To pursue this option, you’ll need to file Form N8, a “Notice to End Your Tenancy at the End of the Term”. Once the lease is over, the tenant will either move out voluntarily, or you can proceed to a Board hearing.

8. Be Aware of Current Events

In many provinces, including Quebec and Saskatchewan, it’s currently illegal to evict tenants due to non-payment or late payment, even if they’re renting month-to-month. This is a temporary measure, due to the COVID-19 pandemic. Check your province’s laws to see what temporary measures, if any, apply to you.

9. Find Another Reason to Evict

Late payment and non-payment aren’t the only reasons to evict a tenant. If you’re dealing with a tenant who’s chronically late or has simply stopped paying, you may be able to find another reason to evict them. One option is simply to sell the unit, but this is unattractive since you’ll lose future income.

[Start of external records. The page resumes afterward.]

//! Extractors whose rejections use the `{"success": false, "message"}` body.

use std::str::FromStr;

use axum::extract::rejection::{JsonRejection, PathRejection, QueryRejection};
use axum::extract::{FromRequest, FromRequestParts};
use axum::response::{IntoResponse, Response};
use serde::{Deserialize, Deserializer, Serialize};

use crate::ShopError;

#[derive(FromRequest)]
#[from_request(via(axum::Json), rejection(ShopError))]
pub struct Json<T>(pub T);

#[derive(FromRequestParts)]
#[from_request(via(axum::extract::Path), rejection(ShopError))]
pub struct Path<T>(pub T);

#[derive(FromRequestParts)]
#[from_request(via(axum::extract::Query), rejection(ShopError))]
pub struct Query<T>(pub T);

impl<T: Serialize> IntoResponse for Json<T> {
    fn into_response(self) -> Response { axum::Json(self.0).into_response() }
}

impl From<JsonRejection> for ShopError {
    fn from(rejection: JsonRejection) -> Self { Self::Validation(rejection.body_text()) }
}

impl From<PathRejection> for ShopError {
    fn from(rejection: PathRejection) -> Self { Self::Validation(rejection.body_text()) }
}

impl From<QueryRejection> for ShopError {
    fn from(rejection: QueryRejection) -> Self { Self::Validation(rejection.body_text()) }
}

/// Query numbers that do not parse count as absent, so `?page=abc` falls
/// back to the default instead of failing the request.
pub fn lenient<'de, D, N>(deserializer: D) -> std::result::Result<Option<N>, D::Error>
where
    D: Deserializer<'de>,
    N: FromStr,
{
    let raw = Option::<String>::deserialize(deserializer)?;
    Ok(raw.and_then(|s| s.trim().parse().ok()))
}
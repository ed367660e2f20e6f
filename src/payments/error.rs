use thiserror::Error;

/// Stripe-specific error types.
#[derive(Error, Debug)]
pub enum StripeError {
    /// Error occurred during a Stripe API request
    #[error("Stripe API request failed: {0}")]
    Request(#[from] reqwest::Error),

    /// Error returned by the Stripe API
    #[error("Stripe API returned an error: {message} (Status: {status_code})")]
    Api { status_code: u16, message: String },

    /// Error parsing a Stripe API response or webhook body
    #[error("Failed to parse Stripe payload: {0}")]
    Parse(#[from] serde_json::Error),

    /// Webhook signing secret is not configured
    #[error("Stripe webhook secret is not configured")]
    MissingWebhookSecret,

    /// Webhook signature verification failed
    #[error("Stripe webhook signature verification failed: {0}")]
    Signature(String),
}
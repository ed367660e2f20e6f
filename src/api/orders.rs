use axum::{extract::State, http::StatusCode};
use serde::Deserialize;
use serde_json::{json, Value};
use uuid::Uuid;
use validator::Validate;

use crate::auth::AuthUser;
use crate::domain::aggregates::{Order, OrderStatus, PaymentMethod};
use crate::domain::inventory::OrderLine;
use crate::store::{OrderFilter, Page};
use crate::{Result, ShopError};
use super::extract::{lenient, Json, Path, Query};
use super::payments::settle_intent;
use super::AppState;

#[derive(Debug, Deserialize, Validate)]
pub struct OrderProductsRequest {
    #[serde(default)]
    #[validate(length(min = 1, message = "No products provided"))]
    pub products: Vec<OrderLineRequest>,
}

#[derive(Debug, Deserialize, serde::Serialize)]
pub struct OrderLineRequest {
    #[serde(rename = "product", alias = "product_id", alias = "productId")]
    pub product_id: Uuid,
    pub quantity: i32,
}

impl OrderProductsRequest {
    fn lines(&self) -> Vec<OrderLine> {
        self.products.iter().map(|l| OrderLine { product_id: l.product_id, quantity: l.quantity }).collect()
    }
}

#[derive(Debug, Deserialize)]
pub struct OrderQuery {
    #[serde(default, deserialize_with = "lenient")]
    pub page: Option<i64>,
    #[serde(default, deserialize_with = "lenient")]
    pub limit: Option<i64>,
    pub status: Option<String>,
    pub user: Option<Uuid>,
    #[serde(default, alias = "minPrice", deserialize_with = "lenient")]
    pub min_price: Option<i64>,
    #[serde(default, alias = "maxPrice", deserialize_with = "lenient")]
    pub max_price: Option<i64>,
}

#[derive(Debug, Deserialize)]
pub struct StatusRequest { pub status: String }

#[derive(Debug, Default, Deserialize)]
pub struct PayRequest {
    #[serde(alias = "paymentMethod")]
    pub payment_method: Option<PaymentMethod>,
}

fn parse_status(raw: &str) -> Result<OrderStatus> {
    raw.trim().to_lowercase().parse().map_err(|_| ShopError::Validation("Invalid status".into()))
}

pub async fn create_order(State(state): State<AppState>, user: AuthUser, Json(req): Json<OrderProductsRequest>) -> Result<(StatusCode, Json<Order>)> {
    req.validate()?;
    let (order, events) = state.store.place_order(user.id(), &req.lines()).await?;
    state.bus.publish(events).await;
    Ok((StatusCode::CREATED, Json(order)))
}

pub async fn my_orders(State(state): State<AppState>, user: AuthUser) -> Result<Json<Vec<Order>>> {
    Ok(Json(state.store.list_orders_for_user(user.id(), None).await?))
}

pub async fn list_orders(State(state): State<AppState>, user: AuthUser, Query(q): Query<OrderQuery>) -> Result<Json<Value>> {
    user.require_staff()?;
    let status = match q.status.as_deref().filter(|s| !s.is_empty() && *s != "all") {
        Some(raw) => Some(parse_status(raw)?),
        None => None,
    };
    let filter = OrderFilter { status, user_id: q.user, min_price: q.min_price, max_price: q.max_price };
    let page = Page::new(q.page, q.limit, 10);
    let found = state.store.list_orders(&filter, page).await?;
    Ok(Json(json!({
        "success": true,
        "page": page.number,
        "pages": page.pages(found.total),
        "count": found.items.len(),
        "total": found.total,
        "orders": found.items,
    })))
}

pub async fn get_order(State(state): State<AppState>, user: AuthUser, Path(id): Path<Uuid>) -> Result<Json<Order>> {
    let order = state.store.find_order(id).await?.ok_or_else(|| ShopError::not_found("Order"))?;
    if !order.can_be_viewed_by(user.id(), user.role()) {
        return Err(ShopError::Forbidden("Not authorized".into()));
    }
    Ok(Json(order))
}

pub async fn update_status(State(state): State<AppState>, user: AuthUser, Path(id): Path<Uuid>, Json(req): Json<StatusRequest>) -> Result<Json<Order>> {
    user.require_staff()?;
    let status = parse_status(&req.status)?;
    let (order, _, events) = state.store.update_order(id, |o| Ok(o.set_status(status)?)).await?;
    state.bus.publish(events).await;
    Ok(Json(order))
}

pub async fn update_products(State(state): State<AppState>, user: AuthUser, Path(id): Path<Uuid>, Json(req): Json<OrderProductsRequest>) -> Result<Json<Value>> {
    user.require_staff()?;
    req.validate()?;
    let (order, events) = state.store.replace_order_items(id, &req.lines()).await?;
    state.bus.publish(events).await;
    Ok(Json(json!({ "message": "Order updated successfully", "order": order })))
}

pub async fn delete_order(State(state): State<AppState>, user: AuthUser, Path(id): Path<Uuid>) -> Result<Json<Value>> {
    user.require_admin()?;
    let events = state.store.delete_order(id).await?;
    state.bus.publish(events).await;
    Ok(Json(json!({ "message": "Order deleted and stock restored successfully" })))
}

/// Records an offline payment without going through Stripe.
pub async fn pay_order(State(state): State<AppState>, user: AuthUser, Path(id): Path<Uuid>, body: Option<Json<PayRequest>>) -> Result<Json<Value>> {
    let method = body.and_then(|Json(b)| b.payment_method).unwrap_or_default();
    let (order, _, events) = state.store.update_order(id, |o| {
        user.require_owner(o.user_id())?;
        Ok(o.pay_mock(method, user.0.email())?)
    }).await?;
    state.bus.publish(events).await;
    Ok(Json(json!({ "message": "Payment successful", "order": order })))
}

pub async fn cancel_order(State(state): State<AppState>, user: AuthUser, Path(id): Path<Uuid>) -> Result<Json<Value>> {
    let stripe = state.stripe.clone();
    let (order, events) = state.store.cancel_order(
        id,
        |o| user.require_owner_or_admin(o.user_id()),
        |order_id, settlement| async move { settle_intent(stripe.as_ref(), order_id, settlement).await },
    ).await?;
    state.bus.publish(events).await;
    Ok(Json(json!({ "message": "Order cancelled successfully", "order": order })))
}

Another option is to rent the unit to a family member. If you have a nephew or niece who needs an apartment, this can be a worthwhile avenue to pursue. You can also evict a tenant if their apartment is overcrowded, or if they’re causing disruptions such as noise that affects other tenants.

10. Avoid Tenants Who Pay Late

Once you’ve dealt with your late-paying tenant, you’ll probably wish you never have to deal with that situation again. Thankfully, there’s a way to pre-screen tenants before you rent. By joining the Landlord Tenant Bureau, you can find out who pays regularly and who doesn’t. You can also help existing, good tenants to establish a record for regular payments. It’s a win-win!


As you can see, there are plenty of ways to deal with a late rental payment. Whether your tenant is forgetful, broke, or dishonest will affect how you handle the situation. But no matter what, you can ultimately ensure that you get your income, and keep your units occupied with honest, responsible tenants.